● **Work item**
In the records below, the line with "Database operation errors." opens the range and the line with "and the write" closes it; print that range exactly and nothing else.

Dataset items
──────────────────────────────

//! # Verification Repository
//!
//! Checker decisions and the inventory details written on approval.
//!
//! ## Record Transaction
//! ```text
//! BEGIN
//!   INSERT INTO verifications ...          (UNIQUE session_id: one per session)
//!   for each accepted scan:
//!     INSERT INTO inventory_details ...
//!     UPDATE items SET state_id = declared
//!   UPDATE zones SET state = available WHERE state = in_verification
//! COMMIT
//! ```

use sqlx::SqlitePool;
use tracing::{debug, info};

use stocktake_core::{
    InventoryDetail, SessionId, Verification, VerificationOutcome, ZoneState,
};

use crate::error::DbResult;
use crate::repository::zone::transition;

/// Repository for verification operations.
#[derive(Debug, Clone)]
pub struct VerificationRepository {
    pool: SqlitePool,
}

impl VerificationRepository {
    /// Creates a new VerificationRepository.
    pub fn new(pool: SqlitePool) -> Self {
        VerificationRepository { pool }
    }

    /// Gets the verification of a session, if one was recorded.
    pub async fn get_by_session(&self, session_id: SessionId) -> DbResult<Option<Verification>> {
        let verification = sqlx::query_as::<_, Verification>(
            r#"
            SELECT id, session_id, checker_id, approved, observations, verified_at
            FROM verifications
            WHERE session_id = ?1
            "#,
        )
        .bind(session_id)
        .fetch_optional(&self.pool)
        .await?;

        Ok(verification)
    }

    /// Lists the inventory details recorded for a session, ordered by item.
    pub async fn details_for_session(
        &self,
        session_id: SessionId,
    ) -> DbResult<Vec<InventoryDetail>> {
        let details = sqlx::query_as::<_, InventoryDetail>(
            r#"
            SELECT id, session_id, item_id, state_id
            FROM inventory_details
            WHERE session_id = ?1
            ORDER BY item_id
            "#,
        )
        .bind(session_id)
        .fetch_all(&self.pool)
        .await?;

        Ok(details)
    }

    /// Persists a checker decision in a single transaction.
    ///
    /// Details are only present in `outcome` when the count was approved;
    /// each one also overwrites the item's current state with the declared
    /// one.
    pub async fn record(
        &self,
        outcome: &VerificationOutcome,
        from: ZoneState,
        to: ZoneState,
    ) -> DbResult<Verification> {
        let new = &outcome.verification;
        debug!(
            session_id = new.session_id,
            approved = new.approved,
            details = outcome.details.len(),
            "Recording verification"
        );

        let mut tx = self.pool.begin().await?;

        let result = sqlx::query(
            r#"
            INSERT INTO verifications (session_id, checker_id, approved, observations, verified_at)
            VALUES (?1, ?2, ?3, ?4, ?5)
            "#,
        )
        .bind(new.session_id)
        .bind(new.checker_id)
        .bind(new.approved)
        .bind(&new.observations)
        .bind(new.verified_at)
        .execute(&mut *tx)
        .await?;

        let verification_id = result.last_insert_rowid();

        for detail in &outcome.details {
            sqlx::query(
                r#"
                INSERT INTO inventory_details (session_id, item_id, state_id, recorded_at)
                VALUES (?1, ?2, ?3, ?4)
                "#,
            )
            .bind(detail.session_id)
            .bind(detail.item_id)
            .bind(detail.state_id)
            .bind(new.verified_at)
            .execute(&mut *tx)
            .await?;

            sqlx::query("UPDATE items SET state_id = ?2 WHERE id = ?1")
                .bind(detail.item_id)
                .bind(detail.state_id)
                .execute(&mut *tx)
                .await?;
        }

        transition(&mut tx, outcome.zone_id, from, to).await?;

        tx.commit().await?;

        info!(
            verification_id,
            session_id = new.session_id,
            approved = new.approved,
            "Verification recorded"
        );

        Ok(Verification {
            id: verification_id,
            session_id: new.session_id,
            checker_id: new.checker_id,
            approved: new.approved,
            observations: new.observations.clone(),
            verified_at: new.verified_at,
        })
    }
}

// =============================================================================
// Unit Tests
// =============================================================================
//! # Database Error Types
//!
//! ## Error Flow
//! ```text
//! ┌─────────────────────────────────────────────────────────────────────────┐
//! │                    Error Propagation                                    │
//! │                                                                         │
//! │  sqlx::Error / MigrateError                                            │
//! │       │                                                                 │
//! │       ▼                                                                 │
//! │  DbError ← constraint kind, lock contention, stale compare-and-set     │
//! │       │                                                                 │
//! │       ▼                                                                 │
//! │  ServiceError (stocktake-workflow) ← code + message for callers        │
//! │                                                                         │
//! └─────────────────────────────────────────────────────────────────────────┘
//! ```

use sqlx::error::ErrorKind as SqlErrorKind;
use thiserror::Error;

/// Database operation errors.
#[derive(Debug, Error)]
pub enum DbError {
    /// Entity not found in database.
    #[error("{entity} not found: {id}")]
    NotFound { entity: String, id: String },

    /// A compare-and-set update matched no row.
    ///
    /// ## When This Occurs
    /// - Zone state changed between the caller's read and the write
    ///   (two Start calls racing on one zone)
    #[error("{entity} {id} is no longer {expected}")]
    StaleState {
        entity: String,
        id: String,
        expected: String,
    },

    /// UNIQUE index violation on `table.column`.
    ///
    /// ## When This Occurs
    /// - Second verification for the same session
    /// - Duplicate item code
    #[error("Duplicate value for {column}")]
    UniqueViolation { column: String },

    /// Referencing a non-existent zone, item, state or checker.
    #[error("Foreign key violation: {0}")]
    ForeignKeyViolation(String),

    /// CHECK or NOT NULL constraint rejected a row (e.g. unknown zone state).
    #[error("Constraint violation: {0}")]
    ConstraintViolation(String),

    /// SQLite stayed locked past the busy timeout.
    #[error("Database is locked: {0}")]
    Locked(String),

    /// No pooled connection became free within the acquire timeout.
    #[error("Timed out waiting for a database connection")]
    PoolTimedOut,

    /// Database could not be opened.
    #[error("Connection failed: {0}")]
    ConnectionFailed(String),

    /// Migration failed.
    #[error("Migration failed: {0}")]
    MigrationFailed(String),

    /// Any other query failure.
    #[error("Query failed: {0}")]
    Query(String),
}

impl DbError {
    /// Creates a NotFound error for a given entity type and ID.
    pub fn not_found(entity: impl Into<String>, id: impl ToString) -> Self {
        DbError::NotFound {
            entity: entity.into(),
            id: id.to_string(),
        }
    }

    /// Creates a StaleState error.
    pub fn stale(entity: impl Into<String>, id: impl ToString, expected: impl ToString) -> Self {
        DbError::StaleState {
            entity: entity.into(),
            id: id.to_string(),
            expected: expected.to_string(),
        }
    }

    /// Returns true if this is a UNIQUE violation on the given `table.column`.
    pub fn is_unique_violation_on(&self, target: &str) -> bool {
        matches!(self, DbError::UniqueViolation { column } if column == target)
    }
}

/// SQLite's message is `UNIQUE constraint failed: <table>.<column>`.
fn unique_column(message: &str) -> String {
    message
        .rsplit_once(": ")
        .map(|(_, column)| column.to_string())
        .unwrap_or_else(|| message.to_string())
}

/// SQLITE_BUSY (5) and its extended codes, SQLITE_LOCKED (6).
fn is_lock_code(code: &str) -> bool {
    matches!(code, "5" | "6" | "261" | "517" | "262")
}

impl From<sqlx::Error> for DbError {
    fn from(err: sqlx::Error) -> Self {
        match err {
            sqlx::Error::RowNotFound => DbError::not_found("Record", "unknown"),

            sqlx::Error::Database(db_err) => {
                let message = db_err.message().to_string();
                match db_err.kind() {
                    SqlErrorKind::UniqueViolation => DbError::UniqueViolation {
                        column: unique_column(&message),
                    },
                    SqlErrorKind::ForeignKeyViolation => DbError::ForeignKeyViolation(message),
                    SqlErrorKind::CheckViolation | SqlErrorKind::NotNullViolation => {
                        DbError::ConstraintViolation(message)
                    }
                    _ if db_err.code().is_some_and(|code| is_lock_code(&code)) => {
                        DbError::Locked(message)
                    }
                    _ => DbError::Query(message),
                }
            }

            sqlx::Error::PoolTimedOut => DbError::PoolTimedOut,

            other => DbError::Query(other.to_string()),
        }
    }
}

impl From<sqlx::migrate::MigrateError> for DbError {
    fn from(err: sqlx::migrate::MigrateError) -> Self {
        DbError::MigrationFailed(err.to_string())
    }
}

/// Result type for database operations.
pub type DbResult<T> = Result<T, DbError>;

#[cfg(test)]
mod tests {
    use super::*;

    #[test]
    fn test_stale_message() {
        let err = DbError::stale("Zone", 4, "available");
        assert_eq!(err.to_string(), "Zone 4 is no longer available");
    }

    #[test]
    fn test_unique_column_from_message() {
        assert_eq!(
            unique_column("UNIQUE constraint failed: verifications.session_id"),
            "verifications.session_id"
        );

        let err = DbError::UniqueViolation {
            column: unique_column("UNIQUE constraint failed: items.code"),
        };
        assert!(err.is_unique_violation_on("items.code"));
        assert!(!err.is_unique_violation_on("verifications.session_id"));
    }

    #[test]
    fn test_lock_codes() {
        assert!(is_lock_code("5"));
        assert!(is_lock_code("517"));
        assert!(!is_lock_code("2067"));
    }
}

──────────────────────────────

● **Your response**
/// Database operation errors.
#[derive(Debug, Error)]
pub enum DbError {
    /// Entity not found in database.
    #[error("{entity} not found: {id}")]
    NotFound { entity: String, id: String },

    /// A compare-and-set update matched no row.
    ///
    /// ## When This Occurs
    /// - Zone state changed between the caller's read and the write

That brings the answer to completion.